:: GIVEN INFORMATION

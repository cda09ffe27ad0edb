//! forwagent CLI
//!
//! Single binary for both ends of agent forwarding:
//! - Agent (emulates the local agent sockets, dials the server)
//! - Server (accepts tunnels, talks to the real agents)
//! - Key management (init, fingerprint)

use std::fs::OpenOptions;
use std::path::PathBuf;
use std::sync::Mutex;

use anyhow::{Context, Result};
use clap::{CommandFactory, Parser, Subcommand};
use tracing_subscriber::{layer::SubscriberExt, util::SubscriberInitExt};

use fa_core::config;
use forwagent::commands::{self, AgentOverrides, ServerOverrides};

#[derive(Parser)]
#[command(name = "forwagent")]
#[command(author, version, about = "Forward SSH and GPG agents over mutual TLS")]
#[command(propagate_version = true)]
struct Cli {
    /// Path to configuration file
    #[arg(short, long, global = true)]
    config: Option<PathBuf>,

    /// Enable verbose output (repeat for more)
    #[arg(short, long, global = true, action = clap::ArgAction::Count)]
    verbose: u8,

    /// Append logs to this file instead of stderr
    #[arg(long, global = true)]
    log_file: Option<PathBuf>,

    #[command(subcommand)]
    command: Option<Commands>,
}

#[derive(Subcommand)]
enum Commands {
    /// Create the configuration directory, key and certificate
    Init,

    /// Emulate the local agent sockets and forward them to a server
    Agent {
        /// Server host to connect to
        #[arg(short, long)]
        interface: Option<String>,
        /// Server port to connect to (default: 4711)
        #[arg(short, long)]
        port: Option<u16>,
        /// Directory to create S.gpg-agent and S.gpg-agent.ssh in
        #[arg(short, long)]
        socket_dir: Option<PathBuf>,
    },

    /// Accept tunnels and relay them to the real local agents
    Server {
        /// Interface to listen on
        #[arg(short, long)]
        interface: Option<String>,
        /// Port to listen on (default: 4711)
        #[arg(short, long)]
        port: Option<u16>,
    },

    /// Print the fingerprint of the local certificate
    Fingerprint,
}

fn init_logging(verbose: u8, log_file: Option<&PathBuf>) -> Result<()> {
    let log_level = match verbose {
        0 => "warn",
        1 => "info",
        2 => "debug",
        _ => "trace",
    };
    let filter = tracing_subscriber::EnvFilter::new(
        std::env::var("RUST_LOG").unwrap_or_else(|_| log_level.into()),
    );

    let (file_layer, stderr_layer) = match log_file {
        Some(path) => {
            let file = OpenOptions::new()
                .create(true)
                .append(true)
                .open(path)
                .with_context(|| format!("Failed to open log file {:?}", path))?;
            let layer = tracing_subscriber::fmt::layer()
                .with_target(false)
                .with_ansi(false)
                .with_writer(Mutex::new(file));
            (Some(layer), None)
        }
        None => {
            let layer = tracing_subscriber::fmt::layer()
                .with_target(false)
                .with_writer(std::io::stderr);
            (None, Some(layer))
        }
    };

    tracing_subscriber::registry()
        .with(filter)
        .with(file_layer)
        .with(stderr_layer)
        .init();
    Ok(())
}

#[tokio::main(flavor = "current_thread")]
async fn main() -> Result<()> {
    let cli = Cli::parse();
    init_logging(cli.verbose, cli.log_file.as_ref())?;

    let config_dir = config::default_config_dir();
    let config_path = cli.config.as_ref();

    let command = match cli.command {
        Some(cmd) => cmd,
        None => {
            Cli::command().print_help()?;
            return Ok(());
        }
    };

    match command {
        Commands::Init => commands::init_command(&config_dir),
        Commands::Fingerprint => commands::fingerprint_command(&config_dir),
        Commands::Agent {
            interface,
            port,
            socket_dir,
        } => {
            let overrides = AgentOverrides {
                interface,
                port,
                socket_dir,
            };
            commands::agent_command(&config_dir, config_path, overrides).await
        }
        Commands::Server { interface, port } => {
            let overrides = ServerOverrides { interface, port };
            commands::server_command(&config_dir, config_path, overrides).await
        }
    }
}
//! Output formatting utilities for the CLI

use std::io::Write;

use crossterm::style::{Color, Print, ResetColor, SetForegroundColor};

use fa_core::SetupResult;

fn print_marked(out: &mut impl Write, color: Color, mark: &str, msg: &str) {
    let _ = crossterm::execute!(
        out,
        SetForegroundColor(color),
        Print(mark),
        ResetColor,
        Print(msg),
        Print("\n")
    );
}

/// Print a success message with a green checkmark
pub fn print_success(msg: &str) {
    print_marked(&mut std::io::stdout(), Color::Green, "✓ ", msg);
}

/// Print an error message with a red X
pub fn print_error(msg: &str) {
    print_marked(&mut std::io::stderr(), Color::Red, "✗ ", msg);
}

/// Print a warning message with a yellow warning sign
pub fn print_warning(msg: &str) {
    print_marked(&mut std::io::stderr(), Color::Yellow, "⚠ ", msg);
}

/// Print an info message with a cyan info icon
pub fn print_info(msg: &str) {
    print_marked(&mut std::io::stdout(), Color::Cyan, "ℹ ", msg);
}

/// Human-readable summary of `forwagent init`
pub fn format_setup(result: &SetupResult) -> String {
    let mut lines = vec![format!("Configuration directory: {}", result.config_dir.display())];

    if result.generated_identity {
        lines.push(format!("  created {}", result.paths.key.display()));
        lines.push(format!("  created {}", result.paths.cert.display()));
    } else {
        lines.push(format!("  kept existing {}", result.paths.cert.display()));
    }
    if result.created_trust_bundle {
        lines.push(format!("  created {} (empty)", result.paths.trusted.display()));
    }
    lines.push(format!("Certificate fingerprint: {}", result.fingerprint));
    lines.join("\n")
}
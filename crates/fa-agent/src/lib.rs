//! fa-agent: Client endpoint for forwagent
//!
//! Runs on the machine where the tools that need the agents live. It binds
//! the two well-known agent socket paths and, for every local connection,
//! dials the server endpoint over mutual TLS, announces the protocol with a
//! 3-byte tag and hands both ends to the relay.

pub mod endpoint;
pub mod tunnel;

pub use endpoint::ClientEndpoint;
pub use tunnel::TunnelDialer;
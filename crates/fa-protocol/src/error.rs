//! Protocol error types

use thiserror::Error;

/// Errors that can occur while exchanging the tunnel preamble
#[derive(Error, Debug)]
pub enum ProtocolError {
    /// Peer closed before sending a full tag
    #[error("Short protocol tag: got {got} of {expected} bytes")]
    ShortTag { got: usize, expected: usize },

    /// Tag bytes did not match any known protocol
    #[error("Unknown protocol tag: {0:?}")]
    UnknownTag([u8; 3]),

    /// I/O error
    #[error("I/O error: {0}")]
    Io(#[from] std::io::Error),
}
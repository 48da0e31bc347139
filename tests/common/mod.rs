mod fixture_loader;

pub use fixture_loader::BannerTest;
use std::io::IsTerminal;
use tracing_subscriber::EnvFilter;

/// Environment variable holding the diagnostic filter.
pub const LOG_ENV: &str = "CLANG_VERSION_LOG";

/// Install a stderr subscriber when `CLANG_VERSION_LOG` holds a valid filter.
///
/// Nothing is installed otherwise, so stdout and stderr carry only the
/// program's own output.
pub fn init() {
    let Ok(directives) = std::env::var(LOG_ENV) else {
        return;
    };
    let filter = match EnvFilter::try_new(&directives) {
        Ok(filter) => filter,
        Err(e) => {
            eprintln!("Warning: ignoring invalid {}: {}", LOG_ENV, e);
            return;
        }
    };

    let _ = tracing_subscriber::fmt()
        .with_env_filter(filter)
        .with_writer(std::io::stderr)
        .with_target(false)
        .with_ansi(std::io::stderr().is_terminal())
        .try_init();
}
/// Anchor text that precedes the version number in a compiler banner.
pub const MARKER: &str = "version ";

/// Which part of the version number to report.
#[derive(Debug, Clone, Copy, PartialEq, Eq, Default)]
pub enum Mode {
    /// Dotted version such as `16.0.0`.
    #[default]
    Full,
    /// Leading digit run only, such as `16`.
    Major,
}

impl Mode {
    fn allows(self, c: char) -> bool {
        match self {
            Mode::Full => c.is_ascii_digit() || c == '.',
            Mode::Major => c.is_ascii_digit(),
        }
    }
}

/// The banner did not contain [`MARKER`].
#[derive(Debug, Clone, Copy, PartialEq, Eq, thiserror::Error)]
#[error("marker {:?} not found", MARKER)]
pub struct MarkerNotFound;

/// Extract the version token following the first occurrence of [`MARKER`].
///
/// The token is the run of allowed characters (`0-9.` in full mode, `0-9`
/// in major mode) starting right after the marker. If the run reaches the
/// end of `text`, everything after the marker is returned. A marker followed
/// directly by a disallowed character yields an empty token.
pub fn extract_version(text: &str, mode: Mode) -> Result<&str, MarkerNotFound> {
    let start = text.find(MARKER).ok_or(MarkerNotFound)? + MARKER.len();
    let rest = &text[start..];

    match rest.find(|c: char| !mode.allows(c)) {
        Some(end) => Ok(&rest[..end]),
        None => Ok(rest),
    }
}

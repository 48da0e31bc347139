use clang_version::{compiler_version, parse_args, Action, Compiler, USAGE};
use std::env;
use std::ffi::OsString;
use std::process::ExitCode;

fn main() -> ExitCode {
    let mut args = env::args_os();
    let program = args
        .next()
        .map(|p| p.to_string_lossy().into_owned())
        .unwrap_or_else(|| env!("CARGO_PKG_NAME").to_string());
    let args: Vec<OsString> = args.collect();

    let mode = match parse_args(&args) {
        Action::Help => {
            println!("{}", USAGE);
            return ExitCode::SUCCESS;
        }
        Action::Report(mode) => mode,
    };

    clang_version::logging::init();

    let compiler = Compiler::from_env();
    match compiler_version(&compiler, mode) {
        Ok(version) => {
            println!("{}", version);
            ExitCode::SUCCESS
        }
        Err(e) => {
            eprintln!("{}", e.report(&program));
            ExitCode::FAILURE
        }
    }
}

::::

• _TRY IT_
Print the first line of the records above and each line after it, exactly, through the line with "#[command(subcommand)]".

• _OUTPUT OF THE EXERCISE_
repository cda09ffe27ad0edb
//! forwagent CLI
//!
//! Single binary for both ends of agent forwarding:
//! - Agent (emulates the local agent sockets, dials the server)
//! - Server (accepts tunnels, talks to the real agents)
//! - Key management (init, fingerprint)

use std::fs::OpenOptions;
use std::path::PathBuf;
use std::sync::Mutex;

use anyhow::{Context, Result};
use clap::{CommandFactory, Parser, Subcommand};
use tracing_subscriber::{layer::SubscriberExt, util::SubscriberInitExt};

use fa_core::config;
use forwagent::commands::{self, AgentOverrides, ServerOverrides};

#[derive(Parser)]
#[command(name = "forwagent")]
#[command(author, version, about = "Forward SSH and GPG agents over mutual TLS")]
#[command(propagate_version = true)]
struct Cli {
    /// Path to configuration file
    #[arg(short, long, global = true)]
    config: Option<PathBuf>,

    /// Enable verbose output (repeat for more)
    #[arg(short, long, global = true, action = clap::ArgAction::Count)]
    verbose: u8,

    /// Append logs to this file instead of stderr
    #[arg(long, global = true)]
    log_file: Option<PathBuf>,

    #[command(subcommand)]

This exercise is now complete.